Approximately one hundred of the series' spacecraft have also been produced since 1978. The X-wing fighter, the TIE fighter and the landspeeder were the first marketed, and they were joined by Darth Vader's TIE fighter and the Millennium Falcon in 1979. All these vessels were soon crewed by the films' characters, enabling children to recreate the film's universe by re-enacting scenes. Following the success of these toys, each new episode had its star spacecraft: the AT-AT in The Empire Strikes Back, 60 centimetres high, , and the Imperial Shuttle, star of the opening scene of Return of the Jedi. Kenner also reproduced the speeder bike chase through the woods of Endor, one of the highpoints of Return of the Jedi. The vehicle has an ingenious spring mechanism that can “explode” the bike in flight as it did in the film.
The line of Star Wars toys was complemented by a series of twelve dolls. The R2-D2, Chewbacca and Jawa plush toys were launched as soon as Star Wars was released, and the Ewoks appeared with Return of the Jedi. Masks and outfits, produced by the French manufactuer César, were marketed from 1978 (Darth Vader, Chewbacca, Sand People, Imperial Stormtrooper), enabling children to actually become their favourite characters. The C-3PO mask was included in the outfits marketed by the French manufacturer Panache Blanc, comprising a tunic, trousers and even a laser pistol.
Approximately one hundred figures were produced in the years spanned by the first three films. In the early 1990s, when the Star Wars phenomenon was settling, Lucasfilm relaunched the franchise with new Star Wars novels. In 1995, Hasbro marketed a new line of figures, and two years later the Star Wars saga was again triumphing with the release of a special edition and the announcement that three new films were going into production.

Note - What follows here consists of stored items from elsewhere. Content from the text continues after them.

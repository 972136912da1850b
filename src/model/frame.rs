//! Combination of season and live signals into a per-frame probability, with
//! the realism guards applied on top.

use serde::{Deserialize, Serialize};

use super::math::{clamp, inv_logit};

/// Dampening applied to the raw model probability.
#[derive(Debug, Clone, Copy, PartialEq, Serialize, Deserialize)]
#[serde(default)]
pub struct RealismConfig {
    /// λ in [0, 1]: 1 keeps the raw probability, 0 forces 0.5.
    pub shrink_lambda: f64,
    pub cap_enabled: bool,
    /// Lower cap, clamped into [0, 0.5] before use.
    pub cap_min: f64,
    /// Upper cap, clamped into [0.5, 1] before use.
    pub cap_max: f64,
}

impl Default for RealismConfig {
    fn default() -> Self {
        RealismConfig {
            shrink_lambda: 0.70,
            cap_enabled: true,
            cap_min: 0.45,
            cap_max: 0.66,
        }
    }
}

impl RealismConfig {
    /// Effective cap interval, or `None` when capping is off.
    pub fn cap_bounds(&self) -> Option<(f64, f64)> {
        if !self.cap_enabled {
            return None;
        }
        let lo = clamp(self.cap_min, 0.0, 0.5);
        let hi = clamp(self.cap_max, 0.5, 1.0);
        if lo > hi {
            Some((hi, lo))
        } else {
            Some((lo, hi))
        }
    }

    /// Pull `p` toward 0.5 by λ, then cap it.
    pub fn apply(&self, p: f64) -> f64 {
        let lambda = clamp(self.shrink_lambda, 0.0, 1.0);
        let shrunk = 0.5 + lambda * (p - 0.5);
        match self.cap_bounds() {
            Some((lo, hi)) => clamp(shrunk, lo, hi),
            None => shrunk,
        }
    }
}

/// Every stage of the per-frame probability.
#[derive(Debug, Clone, Copy, PartialEq, Serialize)]
pub struct FrameProbability {
    /// `season_a - season_b + boost`
    pub logit: f64,
    pub raw: f64,
    /// After the λ shrink, before the cap.
    pub shrunk: f64,
    /// Value fed to the race model.
    pub value: f64,
}

/// Per-frame win probability for player A.
pub fn combine_to_frame_probability(
    season_a: f64,
    season_b: f64,
    boost: f64,
    realism: &RealismConfig,
) -> f64 {
    frame_probability(season_a, season_b, boost, realism).value
}

/// Same as [`combine_to_frame_probability`] but keeps the intermediate stages.
pub fn frame_probability(
    season_a: f64,
    season_b: f64,
    boost: f64,
    realism: &RealismConfig,
) -> FrameProbability {
    let logit = season_a - season_b + boost;
    let raw = inv_logit(logit);
    let shrunk = RealismConfig {
        cap_enabled: false,
        ..*realism
    }
    .apply(raw);

    FrameProbability {
        logit,
        raw,
        shrunk,
        value: realism.apply(raw),
    }
}

#[cfg(test)]
mod tests {
    use super::*;
    use approx::assert_relative_eq;

    fn uncapped(lambda: f64) -> RealismConfig {
        RealismConfig {
            shrink_lambda: lambda,
            cap_enabled: false,
            ..RealismConfig::default()
        }
    }

    #[test]
    fn lambda_zero_forces_even_odds() {
        for (sa, sb, boost) in [(3.0, -2.0, 1.5), (-10.0, 4.0, -2.0), (0.0, 0.0, 0.0)] {
            let p = combine_to_frame_probability(sa, sb, boost, &uncapped(0.0));
            assert_eq!(p, 0.5);
            let capped = RealismConfig {
                shrink_lambda: 0.0,
                ..RealismConfig::default()
            };
            assert_eq!(combine_to_frame_probability(sa, sb, boost, &capped), 0.5);
        }
    }

    #[test]
    fn lambda_one_is_identity() {
        let p = combine_to_frame_probability(0.8, 0.2, 0.1, &uncapped(1.0));
        assert_relative_eq!(p, inv_logit(0.7), epsilon = 1e-12);
    }

    #[test]
    fn shrink_moves_toward_half() {
        let stages = frame_probability(1.2, 0.0, 0.0, &uncapped(0.7));
        assert!(stages.raw > stages.shrunk);
        assert!(stages.shrunk > 0.5);
        assert_relative_eq!(stages.shrunk, 0.5 + 0.7 * (stages.raw - 0.5), epsilon = 1e-12);
    }

    #[test]
    fn lambda_outside_unit_interval_is_clamped() {
        let over = combine_to_frame_probability(1.0, 0.0, 0.0, &uncapped(4.0));
        assert_relative_eq!(over, inv_logit(1.0), epsilon = 1e-12);
        let under = combine_to_frame_probability(1.0, 0.0, 0.0, &uncapped(-1.0));
        assert_eq!(under, 0.5);
    }

    #[test]
    fn capped_result_stays_inside_interval() {
        let realism = RealismConfig::default();
        for logit in [-40.0, -5.0, -0.3, 0.0, 0.3, 5.0, 40.0] {
            let p = combine_to_frame_probability(logit, 0.0, 0.0, &realism);
            assert!((0.45..=0.66).contains(&p), "p={p} for logit {logit}");
        }
    }

    #[test]
    fn cap_bounds_are_clamped_into_valid_halves() {
        let realism = RealismConfig {
            cap_min: 0.7,
            cap_max: 0.2,
            ..RealismConfig::default()
        };
        // 0.7 -> 0.5 and 0.2 -> 0.5
        assert_eq!(realism.cap_bounds(), Some((0.5, 0.5)));

        let wide = RealismConfig {
            cap_min: -1.0,
            cap_max: 2.0,
            ..RealismConfig::default()
        };
        assert_eq!(wide.cap_bounds(), Some((0.0, 1.0)));
    }

    #[test]
    fn disabled_cap_has_no_bounds() {
        assert_eq!(uncapped(0.7).cap_bounds(), None);
    }

    #[test]
    fn uncapped_output_stays_strictly_inside_unit_interval() {
        let realism = uncapped(0.7);
        let hi = combine_to_frame_probability(1e6, 0.0, 0.0, &realism);
        let lo = combine_to_frame_probability(-1e6, 0.0, 0.0, &realism);
        assert!(hi < 1.0 && hi > 0.5);
        assert!(lo > 0.0 && lo < 0.5);
    }
}
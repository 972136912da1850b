/// Fair decimal odds and value comparison against a bookmaker's price.
///
/// Fair odds are simply `1 / p`. The edge of a bookmaker price over the fair
/// price is
///   edge% = (book − fair) / fair · 100
/// and is banded as value (> +2%), marginal (within ±2%) or no value.
use serde::Serialize;

/// Edge threshold, in percent, separating the value bands.
const VALUE_THRESHOLD_PCT: f64 = 2.0;
/// Probability floor used when converting to odds.
const MIN_PROB: f64 = 1e-9;

/// Qualitative verdict on a bookmaker price.
#[derive(Debug, Clone, Copy, PartialEq, Eq, Serialize)]
#[serde(rename_all = "snake_case")]
pub enum ValueBand {
    Value,
    Marginal,
    NoValue,
}

impl ValueBand {
    pub fn from_edge(edge_pct: f64) -> Self {
        if edge_pct > VALUE_THRESHOLD_PCT {
            ValueBand::Value
        } else if edge_pct >= -VALUE_THRESHOLD_PCT {
            ValueBand::Marginal
        } else {
            ValueBand::NoValue
        }
    }

    pub fn label(&self) -> &'static str {
        match self {
            ValueBand::Value => "VALUE",
            ValueBand::Marginal => "MARGINAL",
            ValueBand::NoValue => "NO VALUE",
        }
    }
}

/// Result of comparing one side's fair price with the bookmaker.
#[derive(Debug, Clone, Copy, PartialEq, Serialize)]
pub struct ValueCheck {
    pub fair_odds: f64,
    pub book_odds: f64,
    pub edge_pct: f64,
    pub band: ValueBand,
}

/// Fair decimal odds for an outcome of probability `p`.
pub fn fair_odds(p: f64) -> f64 {
    1.0 / p.max(MIN_PROB)
}

/// Percentage by which `book_odds` exceed `fair_odds`.
pub fn edge_percent(book_odds: f64, fair_odds: f64) -> f64 {
    (book_odds - fair_odds) / fair_odds * 100.0
}

/// Compare a bookmaker price against the fair price for probability `p`.
pub fn compare_value(p: f64, book_odds: f64) -> ValueCheck {
    let fair = fair_odds(p);
    let edge_pct = edge_percent(book_odds, fair);
    ValueCheck {
        fair_odds: fair,
        book_odds,
        edge_pct,
        band: ValueBand::from_edge(edge_pct),
    }
}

Most of the objects on display in the exhibit come from the first trilogy: Star Wars (1977), The Empire Strikes Back (1980) and Return of the Jedi (1983). Today's children will discover the toys their parents once played with, and their joy in becoming their heroes and characters, re-enacting scenes and collecting these beautiful toys. Never before or since in cinema or toy history has there been such a phenomenon.
Children will also rediscover the toys produced by Hasbro for the last episodes (The Phantom Menace, Attack of the Clones, Revenge of the Sith), including the 2012 range. The full scope of the collection will be shown in display cases focussing on toy lines, countries, typologies and also featuring toy-scale recreations by the H5 collective of the films' mythical scenes: the desert planet Tatooine, the Ewok village on Endor, the attack on the Death Star, and the Geonosis Arena.
Adult Star Wars aficionados will also appreciate the collection's rarities: original sculptures of figures, doll moulds, plaster masks, prototypes of toys never produced, retouched photographs reproduced on blister packs, package prototypes, printing samples, shop displays, etc. They will also discover iconic paintings and illustrations featured on Star Wars products, and again hear the iconic sounds of the Lightsaber and Darth Vader's voice.A selection of seven video games for console and PC based on the film franchise show the evolution in computer graphics, from The Empire Strikes Back, released on Atari 2600 in 1983,to Star Wars: The Old Republic (2011). In the most recent, Kinect Star Wars, launched in April 2012, players actually become the controller and engage in a new immersive experience.